Ask HN: the road to learning useful math - Torn
<i>Background</i>: I've got a fairly good intuition for logic and algorithms as a coder, but no formal training in the maths side of things. I last did math in high-school (A-level here in the UK at 18) and while I remember some calculus, pure maths, probability etc., I've never really touched advanced stuff. I didn't take any maths modules at University either.<p>I've recently come across quite a few interesting stats-heavy compsci papers where the mathematical notations and concepts expressed escape me. I'd like to correct this -- and I've seen a few comments floating around here that this stuff isn't actually that hard, and this has got me thinking.<p>Could HN recommend any 'math for programmers' resources or suggest structured approaches (ie. 'look into X, then Y, then try understanding Z) to go about learning this sort of stuff? I think I'm probably not alone here in wanting to learn more about this sort of thing.<p>A quick google provides some interesting links to get started:<p>Math for programmers: http://steve-yegge.blogspot.com/2006/03/math-for-programmers.html<p>'Concrete Mathematics' by Graham, Knuth &#38; Patashnik:
http://en.wikipedia.org/wiki/Concrete_Mathematics
======
silentbicycle
I've found Project Euler (<http://projecteuler.net/>) tremendously helpful for
this sort of thing - some of the puzzles I couldn't figure out the
mathematical trick to do it efficiently, but after I solved it I read through
the forum posts and made sure I could rewrite the full solution in the
languages I'm using. (The same works well for learning algorithms or feeling
out a language, if you're solid on the mathematical side.)

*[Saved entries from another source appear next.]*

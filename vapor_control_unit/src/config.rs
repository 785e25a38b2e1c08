//! TOML configuration loader with validation.
//!
//! Loads a single `VaporConfig` TOML file (all sections optional, defaults
//! describe the stock simulated rig) and runs every section's validation
//! before the tick loop is allowed to start.

use std::path::Path;

use vapor_common::config::VaporConfig;

// ─── Error Type ─────────────────────────────────────────────────────

/// Configuration loading/validation error.
#[derive(Debug)]
pub enum ConfigError {
    /// File I/O error.
    IoError(String),
    /// TOML parse error.
    ParseError(String),
    /// Parameter validation error.
    ValidationError(String),
}

impl std::fmt::Display for ConfigError {
    fn fmt(&self, f: &mut std::fmt::Formatter<'_>) -> std::fmt::Result {
        match self {
            Self::IoError(e) => write!(f, "config I/O error: {e}"),
            Self::ParseError(e) => write!(f, "config parse error: {e}"),
            Self::ValidationError(e) => write!(f, "config validation: {e}"),
        }
    }
}

impl std::error::Error for ConfigError {}

// ─── Loading Functions ──────────────────────────────────────────────

/// Load and validate the control core configuration from a TOML file.
pub fn load_config(path: &Path) -> Result<VaporConfig, ConfigError> {
    let raw = std::fs::read_to_string(path)
        .map_err(|e| ConfigError::IoError(format!("failed to read {}: {e}", path.display())))?;
    load_config_from_str(&raw)
}

/// Load config from a TOML string (test seam, also used for `--config -`).
pub fn load_config_from_str(raw: &str) -> Result<VaporConfig, ConfigError> {
    let config: VaporConfig =
        toml::from_str(raw).map_err(|e| ConfigError::ParseError(e.to_string()))?;
    config.validate().map_err(ConfigError::ValidationError)?;
    Ok(config)
}
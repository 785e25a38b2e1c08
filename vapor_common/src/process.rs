//! Process values, actuator commands and discrete outputs.

use bitflags::bitflags;
use serde::{Deserialize, Serialize};

use crate::consts::{
    ACTUATOR_MAX_PCT, ACTUATOR_MIN_PCT, ACTUATOR_NEUTRAL_PCT, PRESSURE_SAFE_TARGET_KPA,
    TEMPERATURE_SAFE_TARGET_C,
};

/// Clamp an actuator command to the physical range [%].
#[inline]
pub fn clamp_pct(value: f64) -> f64 {
    value.clamp(ACTUATOR_MIN_PCT, ACTUATOR_MAX_PCT)
}

// ─── Process State ──────────────────────────────────────────────────

/// The simulated plant variables, mutated once per tick by the process
/// model and read-only everywhere else that tick.
#[derive(Debug, Clone, Copy, PartialEq, Serialize, Deserialize)]
pub struct ProcessState {
    /// Steam header pressure [kPa].
    pub pressure_kpa: f64,
    /// Superheater outlet temperature [°C].
    pub temperature_c: f64,
}

impl ProcessState {
    /// Plant state at the reference operating point (300 kPa, 150 °C).
    #[inline]
    pub const fn initial() -> Self {
        Self {
            pressure_kpa: PRESSURE_SAFE_TARGET_KPA,
            temperature_c: TEMPERATURE_SAFE_TARGET_C,
        }
    }
}

impl Default for ProcessState {
    fn default() -> Self {
        Self::initial()
    }
}

/// Sampled readings handed to the safety supervisor.
///
/// `None` means the reading is unavailable this tick; the supervisor
/// classifies it as `Emergency` (fail closed).
#[derive(Debug, Clone, Copy, Default, PartialEq)]
pub struct Measurements {
    /// Pressure reading [kPa], if available.
    pub pressure_kpa: Option<f64>,
    /// Temperature reading [°C], if available.
    pub temperature_c: Option<f64>,
}

impl From<ProcessState> for Measurements {
    fn from(state: ProcessState) -> Self {
        Self {
            pressure_kpa: Some(state.pressure_kpa),
            temperature_c: Some(state.temperature_c),
        }
    }
}

// ─── Actuator Command ───────────────────────────────────────────────

/// Modulating-valve opening and superheater power, both [%].
///
/// Produced once per tick by the mode controller; applied to the plant
/// on the *next* tick (zero-order hold).
#[derive(Debug, Clone, Copy, PartialEq, Serialize, Deserialize)]
pub struct ActuatorCommand {
    /// Modulating valve opening [%], 0 = closed.
    pub valve_pct: f64,
    /// Superheater power [%], 50 = thermal equilibrium.
    pub heater_pct: f64,
}

impl ActuatorCommand {
    /// Neutral command: both actuators at 50 % hold the process steady.
    pub const NEUTRAL: Self = Self {
        valve_pct: ACTUATOR_NEUTRAL_PCT,
        heater_pct: ACTUATOR_NEUTRAL_PCT,
    };

    /// Build a command with both members clamped to [0,100] %.
    #[inline]
    pub fn clamped(valve_pct: f64, heater_pct: f64) -> Self {
        Self {
            valve_pct: clamp_pct(valve_pct),
            heater_pct: clamp_pct(heater_pct),
        }
    }

    /// Returns true when both members are inside the physical range.
    #[inline]
    pub fn is_bounded(&self) -> bool {
        (ACTUATOR_MIN_PCT..=ACTUATOR_MAX_PCT).contains(&self.valve_pct)
            && (ACTUATOR_MIN_PCT..=ACTUATOR_MAX_PCT).contains(&self.heater_pct)
    }
}

impl Default for ActuatorCommand {
    fn default() -> Self {
        Self::NEUTRAL
    }
}

// ─── Setpoints ──────────────────────────────────────────────────────

/// Operator targets, one per operating mode.
///
/// Mutated only by rotary deltas (silently clamped to the configured
/// range); both persist across mode toggles.
#[derive(Debug, Clone, Copy, PartialEq, Serialize, Deserialize)]
pub struct Setpoints {
    /// Pressure target [kPa].
    pub pressure_kpa: f64,
    /// Temperature target [°C].
    pub temperature_c: f64,
}

impl Setpoints {
    /// Setpoints at the reference operating point.
    #[inline]
    pub const fn initial() -> Self {
        Self {
            pressure_kpa: PRESSURE_SAFE_TARGET_KPA,
            temperature_c: TEMPERATURE_SAFE_TARGET_C,
        }
    }
}

impl Default for Setpoints {
    fn default() -> Self {
        Self::initial()
    }
}

// ─── Discrete Outputs ───────────────────────────────────────────────

bitflags! {
    /// Digital output image written to the actuator sink each tick.
    ///
    /// `RELIEF`/`PURGE` are the ESD dump valves; `LASER` is the sight
    /// indicator and mirrors `RELIEF | PURGE`; `FLOW_LED` carries the
    /// flow-band pattern resolved to a per-tick level.
    #[derive(Debug, Clone, Copy, PartialEq, Eq, Hash)]
    pub struct DiscreteOutputs: u8 {
        /// Pressure relief valve open.
        const RELIEF   = 0b0000_0001;
        /// Purge system open.
        const PURGE    = 0b0000_0010;
        /// Laser sight on (any dump valve open).
        const LASER    = 0b0000_0100;
        /// Flow-band LED level this tick.
        const FLOW_LED = 0b0000_1000;
    }
}

impl Default for DiscreteOutputs {
    fn default() -> Self {
        Self::empty()
    }
}

impl DiscreteOutputs {
    /// Returns true when either dump valve is open.
    #[inline]
    pub const fn any_dump_valve_open(&self) -> bool {
        self.intersects(Self::RELIEF.union(Self::PURGE))
    }
}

_Mathematics: From the Birth of Numbers_ by Gullberg and Hilton
(<http://www.librarything.com/work/23014>) is also a good overview. It starts
with counting (Roman numerals, numbers in ancient Egyptian writing, etc.) and
builds up from there. The writing seems quite clear, and it covers both the
mathematical concepts _and their history_. (I like this approach quite a bit,
though my background is in history. YMMV.) I haven't gotten to the chapters
for math I'm _completely_ new to yet, but it seems like it would introduce you
to enough basic concepts that you could have a clearer idea where to go next.

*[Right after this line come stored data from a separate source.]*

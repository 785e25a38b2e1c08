//! Capability ports between the control core and its drivers.
//!
//! The control loop is wired against these traits only; hardware and
//! simulation drivers implement them, and tests substitute deterministic
//! fakes. All ports are polled from the single control tick — no port
//! method may block.

use serde::{Deserialize, Serialize};
use thiserror::Error;

use crate::process::{ActuatorCommand, DiscreteOutputs, Measurements};
use crate::telemetry::{Announcement, FeedMessage};

// ─── Operator Input ─────────────────────────────────────────────────

/// Raw operator input levels accumulated since the previous poll.
///
/// Button members are *levels* (true = pressed); the input sampler
/// debounces them into edges on the tick grid.
#[derive(Debug, Clone, Copy, Default, PartialEq, Eq)]
pub struct RawInputs {
    /// Net rotary movement [detents], sign follows rotation direction.
    pub rotary_delta: i32,
    /// Mode-toggle button level.
    pub mode_button_down: bool,
    /// ESD trigger/reset button level.
    pub esd_button_down: bool,
}

/// Source of operator input.
///
/// `poll` is called exactly once per tick and consumes everything
/// accumulated since the previous call.
pub trait InputSource {
    fn poll(&mut self) -> RawInputs;
}

// ─── Plant ──────────────────────────────────────────────────────────

/// The process being controlled (real or simulated).
///
/// `advance` applies the previous tick's outputs for one integration
/// step; `sample` returns the readings for the current tick. A reading
/// reported as `None` is treated as an emergency by the supervisor.
pub trait ProcessPlant {
    /// Advance the plant by `dt_s` [s] under the held command.
    fn advance(&mut self, command: &ActuatorCommand, discrete: DiscreteOutputs, dt_s: f64);

    /// Sample the current process variables.
    fn sample(&self) -> Measurements;
}

// ─── Actuators ──────────────────────────────────────────────────────

/// Sink for the per-tick actuator image (PWM percentages plus discrete
/// outputs). Must not block; drivers latch and return.
pub trait ActuatorSink {
    fn apply(&mut self, command: &ActuatorCommand, discrete: DiscreteOutputs);
}

// ─── Indicator ──────────────────────────────────────────────────────

/// 8-bit RGB color.
#[derive(Debug, Clone, Copy, PartialEq, Eq, Hash, Serialize, Deserialize)]
pub struct Rgb {
    pub r: u8,
    pub g: u8,
    pub b: u8,
}

impl Rgb {
    #[inline]
    pub const fn new(r: u8, g: u8, b: u8) -> Self {
        Self { r, g, b }
    }
}

/// Indicator pattern code.
#[derive(Debug, Clone, Copy, PartialEq, Eq, Hash, Serialize, Deserialize)]
#[repr(u8)]
pub enum IndicatorPattern {
    /// Continuously on.
    Solid = 0,
    /// 1 Hz alert cadence (5 ticks on / 5 off).
    BlinkSlow = 1,
    /// 2.5 Hz flow cadence (2 ticks on / 2 off).
    BlinkFast = 2,
}

impl IndicatorPattern {
    #[inline]
    pub const fn from_u8(value: u8) -> Option<Self> {
        match value {
            0 => Some(Self::Solid),
            1 => Some(Self::BlinkSlow),
            2 => Some(Self::BlinkFast),
            _ => None,
        }
    }
}

impl Default for IndicatorPattern {
    fn default() -> Self {
        Self::Solid
    }
}

/// Color + pattern code handed to the indicator sink each tick.
#[derive(Debug, Clone, Copy, PartialEq, Eq, Serialize, Deserialize)]
pub struct IndicatorCommand {
    pub color: Rgb,
    pub pattern: IndicatorPattern,
}

impl IndicatorCommand {
    #[inline]
    pub const fn solid(color: Rgb) -> Self {
        Self {
            color,
            pattern: IndicatorPattern::Solid,
        }
    }
}

/// Sink for the status indicator.
pub trait IndicatorSink {
    fn set(&mut self, command: IndicatorCommand);
}

// ─── Telemetry Sinks ────────────────────────────────────────────────

/// Telemetry sink failure. Always non-fatal: the control loop drops the
/// record and continues on the next cadence.
#[derive(Debug, Error)]
pub enum TelemetryError {
    /// Underlying descriptor/socket error.
    #[error("telemetry sink I/O: {0}")]
    Io(#[from] std::io::Error),
    /// Sink saturated this tick; the record was dropped.
    #[error("telemetry sink busy, record dropped")]
    WouldBlock,
}

/// High-rate serial line sink. Writes are synchronous, non-blocking and
/// best-effort; a stalled consumer must never delay the tick.
pub trait SerialSink {
    fn write_line(&mut self, line: &str) -> Result<(), TelemetryError>;
}

/// Low-rate publish-channel sink (at-most-once delivery).
pub trait FeedPublisher {
    /// One-shot capability announcement, emitted once at startup.
    fn announce(&mut self, announcement: &Announcement) -> Result<(), TelemetryError>;

    /// Publish one feed value.
    fn publish(&mut self, message: &FeedMessage) -> Result<(), TelemetryError>;
}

_The Cartoon Guide to Statistics_ by Larry Gonick
(<http://www.librarything.com/work/12735>) seems like a good statistics
refresher / overview. It's not that deep, and it's rather hokey, but it's a
quick read. An important part of reading math papers is not getting thrown by
the dense notation, so starting with something less formal may be helpful.

------
tokenadult
Statistics is a very interesting subject, and it is a distinct subject from
mathematics proper. Here (in what is becoming a FAQ post for HN) are two
favorite recommendations for free Web-based resources on what statistics is as
a discipline, both of which recommend good textbooks for follow-up study:

"Advice to Mathematics Teachers on Evaluating Introductory Statistics
Textbooks" by Robert W. Hayden

<http://statland.org/MyPapers/MAAFIXED.PDF>

"The Introductory Statistics Course: A Ptolemaic Curriculum?" by George W.
Cobb

[http://repositories.cdlib.org/cgi/viewcontent.cgi?article=10...](http://repositories.cdlib.org/cgi/viewcontent.cgi?article=1002&context=uclastat/cts/tise)

Both are excellent introductions to what statistics is as a discipline and how
it is related to, but distinct from, mathematics.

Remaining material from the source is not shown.